An Olive Branch from Putin?
Simon Saradzhyan
Global Governance, Russia
Despite containing a litany of customary anti-Western complaints, the Russian president's speech clearly showed that he’s willing to improve relations with the West once Russia and NATO complete announced deployments.
The good news about the public portion of Vladimir Putin’s June 30 meeting with Russian ambassadors was that there was no news—and that bodes well for those who have not yet lost hope that Russia’s relations with the West can be normalized. Despite containing a litany of customary anti-Western complaints, Putin’s speech clearly showed that he’s willing to improve relations with the West once Russia and NATO complete already-announced deployments of forces against each other.
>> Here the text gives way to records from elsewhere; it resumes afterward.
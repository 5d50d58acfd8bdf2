use crate::error::{DbError, DbResult};
use crate::keydir::KeyDirEntry;
use crate::log_file::FileId;
use std::collections::{BTreeSet, HashMap};
use std::sync::{Arc, Mutex};
use tracing::debug;

/// Per-file count of open snapshots that still read from the file. The
/// compactor never deletes a file whose count is above zero.
#[derive(Debug, Clone, Default)]
pub struct FileReferences {
    counts: Arc<Mutex<HashMap<FileId, usize>>>,
}

impl FileReferences {
    pub fn new() -> Self {
        Self::default()
    }

    fn lock(&self) -> DbResult<std::sync::MutexGuard<'_, HashMap<FileId, usize>>> {
        self.counts
            .lock()
            .map_err(|e| DbError::LockPoisoned(e.to_string()))
    }

    pub fn pin(&self, ids: &[FileId]) -> DbResult<()> {
        let mut counts = self.lock()?;
        for id in ids {
            *counts.entry(*id).or_insert(0) += 1;
        }
        Ok(())
    }

    pub fn unpin(&self, ids: &[FileId]) -> DbResult<()> {
        let mut counts = self.lock()?;
        for id in ids {
            if let Some(count) = counts.get_mut(id) {
                *count -= 1;
                if *count == 0 {
                    counts.remove(id);
                }
            }
        }
        Ok(())
    }

    pub fn count(&self, id: FileId) -> DbResult<usize> {
        Ok(self.lock()?.get(&id).copied().unwrap_or(0))
    }

    pub fn pinned_ids(&self) -> DbResult<BTreeSet<FileId>> {
        Ok(self.lock()?.keys().copied().collect())
    }

    pub fn total(&self) -> DbResult<usize> {
        Ok(self.lock()?.values().sum())
    }
}

/// Frozen copy of the keydir. While open it pins every file its entries point
/// into. Dropping an open snapshot closes it.
#[derive(Debug)]
pub struct Snapshot {
    keydir: Option<HashMap<Vec<u8>, KeyDirEntry>>,
    file_ids: Vec<FileId>,
    references: FileReferences,
}

impl Snapshot {
    pub(crate) fn new(
        keydir: HashMap<Vec<u8>, KeyDirEntry>,
        references: FileReferences,
    ) -> DbResult<Self> {
        let file_ids: Vec<FileId> = keydir
            .values()
            .map(|e| e.file_id)
            .collect::<BTreeSet<_>>()
            .into_iter()
            .collect();
        references.pin(&file_ids)?;
        debug!(
            "Snapshot created over {} keys pinning files {:?}",
            keydir.len(),
            file_ids
        );
        Ok(Snapshot {
            keydir: Some(keydir),
            file_ids,
            references,
        })
    }

    fn frozen(&self) -> DbResult<&HashMap<Vec<u8>, KeyDirEntry>> {
        self.keydir.as_ref().ok_or(DbError::SnapshotClosed)
    }

    pub fn get(&self, key: &[u8]) -> DbResult<Option<KeyDirEntry>> {
        Ok(self.frozen()?.get(key).copied())
    }

    pub fn keys(&self) -> DbResult<Vec<Vec<u8>>> {
        Ok(self.frozen()?.keys().cloned().collect())
    }

    pub fn len(&self) -> DbResult<usize> {
        Ok(self.frozen()?.len())
    }

    pub fn is_empty(&self) -> DbResult<bool> {
        Ok(self.frozen()?.is_empty())
    }

    /// Files this snapshot keeps alive, ascending.
    pub fn file_ids(&self) -> &[FileId] {
        &self.file_ids
    }

    pub fn is_closed(&self) -> bool {
        self.keydir.is_none()
    }

    pub fn close(&mut self) -> DbResult<()> {
        if self.keydir.take().is_none() {
            return Err(DbError::AlreadyClosed);
        }
        self.references.unpin(&self.file_ids)?;
        debug!("Snapshot closed, released files {:?}", self.file_ids);
        Ok(())
    }
}

impl Drop for Snapshot {
    fn drop(&mut self) {
        if !self.is_closed() {
            let _ = self.close();
        }
    }
}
Of course, once the press was ushered out of the meeting, Putin must have dispensed some new instructions to the diplomats and their boss, Sergei Lavrov, whose staff is currently drafting Russia’s new foreign policy doctrine. But at least in his public address to the ambassadors, who gather in Moscow every two years to receive strategic guidance, Putin did little more than repeat recent talking points. He referred to opportunities for deepening the “unprecedented” partnership with Beijing and advancing economic integration both with China and with Russia’s post-Soviet neighbors. As in his 2014 address to the envoys and other more recent speeches Putin did highlight the threats posed by NATO expansion and American unilateralism and faulted the collective West for not only ignoring Russia’s interests but also overthrowing regimes in “color revolutions.” At the same time, as has also become customary, Putin referred to Western countries as “partners” and left the door open for getting Russia’s relationship with the West back on better footing, even though NATO leaders are expected to sign off during their July 8-9 summit on plans to start rotating four “battalions-plus” size units next year in the Baltics and Poland in addition to one armored brigade and hardware that the U.S. plans to dispatch to the region to deter Russia.